Show, from the records below, all lines that contain the word "derive".

──────── Data excerpts ────────

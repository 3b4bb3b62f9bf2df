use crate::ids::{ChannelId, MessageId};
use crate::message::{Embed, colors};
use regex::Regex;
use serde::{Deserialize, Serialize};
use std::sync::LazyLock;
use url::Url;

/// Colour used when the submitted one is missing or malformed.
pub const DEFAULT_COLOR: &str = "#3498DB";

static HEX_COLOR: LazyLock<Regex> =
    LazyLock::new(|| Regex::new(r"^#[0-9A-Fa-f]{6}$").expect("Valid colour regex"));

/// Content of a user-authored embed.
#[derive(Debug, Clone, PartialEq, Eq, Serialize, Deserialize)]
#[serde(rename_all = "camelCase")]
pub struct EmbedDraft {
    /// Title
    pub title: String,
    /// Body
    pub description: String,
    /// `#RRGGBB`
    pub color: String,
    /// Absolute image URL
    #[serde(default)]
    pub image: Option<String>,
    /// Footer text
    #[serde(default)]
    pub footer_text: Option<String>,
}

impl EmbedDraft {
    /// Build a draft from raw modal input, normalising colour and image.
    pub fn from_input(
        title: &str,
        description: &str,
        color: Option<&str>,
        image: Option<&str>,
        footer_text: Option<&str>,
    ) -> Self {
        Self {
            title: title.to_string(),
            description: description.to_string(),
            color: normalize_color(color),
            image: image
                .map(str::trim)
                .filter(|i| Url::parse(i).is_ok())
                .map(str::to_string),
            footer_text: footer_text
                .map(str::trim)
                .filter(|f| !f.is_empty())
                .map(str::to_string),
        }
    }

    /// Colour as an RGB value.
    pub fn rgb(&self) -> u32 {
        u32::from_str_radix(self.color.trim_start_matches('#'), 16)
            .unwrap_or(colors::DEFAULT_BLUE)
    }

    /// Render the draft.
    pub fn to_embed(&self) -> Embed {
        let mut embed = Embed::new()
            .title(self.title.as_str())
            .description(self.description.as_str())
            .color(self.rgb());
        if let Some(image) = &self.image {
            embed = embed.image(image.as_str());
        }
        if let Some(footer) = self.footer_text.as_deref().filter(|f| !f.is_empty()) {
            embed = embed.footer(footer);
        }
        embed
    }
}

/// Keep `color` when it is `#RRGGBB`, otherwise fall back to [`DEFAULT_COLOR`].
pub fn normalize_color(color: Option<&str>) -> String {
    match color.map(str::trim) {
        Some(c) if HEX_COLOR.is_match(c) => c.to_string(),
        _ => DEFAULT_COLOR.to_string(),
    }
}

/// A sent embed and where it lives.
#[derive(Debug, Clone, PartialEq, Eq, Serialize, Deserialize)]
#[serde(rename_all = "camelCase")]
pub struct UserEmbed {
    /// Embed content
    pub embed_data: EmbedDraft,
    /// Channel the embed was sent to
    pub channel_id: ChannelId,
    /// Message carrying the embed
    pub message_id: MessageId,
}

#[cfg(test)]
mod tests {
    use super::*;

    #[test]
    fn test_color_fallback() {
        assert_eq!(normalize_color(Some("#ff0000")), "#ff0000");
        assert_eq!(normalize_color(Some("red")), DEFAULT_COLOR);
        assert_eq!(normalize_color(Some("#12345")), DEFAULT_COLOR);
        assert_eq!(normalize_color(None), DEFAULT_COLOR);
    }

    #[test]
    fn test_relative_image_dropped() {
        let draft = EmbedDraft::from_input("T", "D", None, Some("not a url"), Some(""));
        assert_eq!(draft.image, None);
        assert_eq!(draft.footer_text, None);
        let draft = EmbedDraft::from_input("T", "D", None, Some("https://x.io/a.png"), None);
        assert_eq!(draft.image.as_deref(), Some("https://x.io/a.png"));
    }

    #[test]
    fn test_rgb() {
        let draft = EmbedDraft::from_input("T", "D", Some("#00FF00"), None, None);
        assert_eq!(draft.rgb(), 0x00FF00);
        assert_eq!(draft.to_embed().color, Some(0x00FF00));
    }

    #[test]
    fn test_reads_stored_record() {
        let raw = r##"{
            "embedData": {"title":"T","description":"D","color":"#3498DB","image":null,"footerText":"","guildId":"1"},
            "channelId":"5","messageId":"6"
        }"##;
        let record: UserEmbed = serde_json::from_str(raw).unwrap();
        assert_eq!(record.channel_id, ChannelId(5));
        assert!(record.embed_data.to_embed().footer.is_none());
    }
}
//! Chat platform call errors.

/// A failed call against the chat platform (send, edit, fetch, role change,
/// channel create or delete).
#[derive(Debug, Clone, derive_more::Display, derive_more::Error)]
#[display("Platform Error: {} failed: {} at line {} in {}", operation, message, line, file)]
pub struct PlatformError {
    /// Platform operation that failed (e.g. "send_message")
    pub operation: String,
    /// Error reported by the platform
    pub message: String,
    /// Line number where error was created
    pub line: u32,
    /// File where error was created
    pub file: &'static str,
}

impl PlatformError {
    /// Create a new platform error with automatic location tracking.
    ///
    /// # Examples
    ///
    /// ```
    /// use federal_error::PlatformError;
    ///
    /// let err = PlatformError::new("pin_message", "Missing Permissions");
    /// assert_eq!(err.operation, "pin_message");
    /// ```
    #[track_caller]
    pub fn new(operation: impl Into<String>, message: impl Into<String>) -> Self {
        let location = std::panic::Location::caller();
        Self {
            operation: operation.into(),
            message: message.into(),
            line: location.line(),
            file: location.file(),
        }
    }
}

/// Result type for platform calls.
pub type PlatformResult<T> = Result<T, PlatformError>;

────────
──────── Data excerpts ────────

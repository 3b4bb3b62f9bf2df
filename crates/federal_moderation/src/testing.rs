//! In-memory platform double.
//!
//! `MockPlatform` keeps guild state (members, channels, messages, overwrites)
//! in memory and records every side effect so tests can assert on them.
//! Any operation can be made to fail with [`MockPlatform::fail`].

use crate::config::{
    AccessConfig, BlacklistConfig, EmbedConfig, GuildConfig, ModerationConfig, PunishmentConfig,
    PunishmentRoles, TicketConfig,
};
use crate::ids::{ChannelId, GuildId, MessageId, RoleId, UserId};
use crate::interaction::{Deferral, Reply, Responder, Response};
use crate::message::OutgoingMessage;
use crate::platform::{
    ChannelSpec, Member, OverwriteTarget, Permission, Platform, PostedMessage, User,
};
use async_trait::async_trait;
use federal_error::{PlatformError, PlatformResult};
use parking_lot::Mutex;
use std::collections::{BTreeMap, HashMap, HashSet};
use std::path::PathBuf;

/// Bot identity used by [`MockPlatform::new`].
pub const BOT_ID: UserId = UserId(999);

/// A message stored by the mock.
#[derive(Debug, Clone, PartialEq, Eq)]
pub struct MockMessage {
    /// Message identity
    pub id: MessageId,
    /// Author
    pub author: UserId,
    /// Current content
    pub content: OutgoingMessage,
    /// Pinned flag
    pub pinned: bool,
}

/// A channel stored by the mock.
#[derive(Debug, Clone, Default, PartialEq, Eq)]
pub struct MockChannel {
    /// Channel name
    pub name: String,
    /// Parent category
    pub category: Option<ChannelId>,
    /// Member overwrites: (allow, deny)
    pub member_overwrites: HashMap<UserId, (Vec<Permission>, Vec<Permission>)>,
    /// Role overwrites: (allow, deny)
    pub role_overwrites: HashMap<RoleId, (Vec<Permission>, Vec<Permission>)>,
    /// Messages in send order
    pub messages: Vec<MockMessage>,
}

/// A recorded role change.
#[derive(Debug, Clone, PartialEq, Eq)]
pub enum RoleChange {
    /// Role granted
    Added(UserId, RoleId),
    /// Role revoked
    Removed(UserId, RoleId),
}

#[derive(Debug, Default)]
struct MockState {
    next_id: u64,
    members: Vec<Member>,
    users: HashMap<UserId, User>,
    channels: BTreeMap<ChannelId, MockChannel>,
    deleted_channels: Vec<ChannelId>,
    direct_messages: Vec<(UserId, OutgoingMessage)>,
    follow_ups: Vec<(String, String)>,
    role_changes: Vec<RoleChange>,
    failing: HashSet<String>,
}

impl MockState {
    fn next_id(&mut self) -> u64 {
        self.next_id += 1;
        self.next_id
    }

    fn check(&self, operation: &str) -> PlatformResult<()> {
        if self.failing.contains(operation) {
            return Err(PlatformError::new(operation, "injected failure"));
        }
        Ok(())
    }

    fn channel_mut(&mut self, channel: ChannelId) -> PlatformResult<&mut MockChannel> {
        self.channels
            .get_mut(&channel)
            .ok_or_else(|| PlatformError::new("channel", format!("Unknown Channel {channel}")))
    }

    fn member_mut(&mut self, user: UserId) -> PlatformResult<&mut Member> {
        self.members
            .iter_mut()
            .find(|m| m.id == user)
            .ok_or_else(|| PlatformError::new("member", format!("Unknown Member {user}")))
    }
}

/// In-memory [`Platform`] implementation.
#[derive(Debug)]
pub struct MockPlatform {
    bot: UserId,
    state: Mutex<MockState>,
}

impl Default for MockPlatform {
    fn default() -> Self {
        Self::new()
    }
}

────────

■ Result
#[derive(Debug, Clone, PartialEq, Eq, Serialize, Deserialize)]
#[derive(Debug, Clone, PartialEq, Eq, Serialize, Deserialize)]
#[derive(Debug, Clone, derive_more::Display, derive_more::Error)]
#[derive(Debug, Clone, PartialEq, Eq)]
#[derive(Debug, Clone, Default, PartialEq, Eq)]
#[derive(Debug, Clone, PartialEq, Eq)]
#[derive(Debug, Default)]
#[derive(Debug)]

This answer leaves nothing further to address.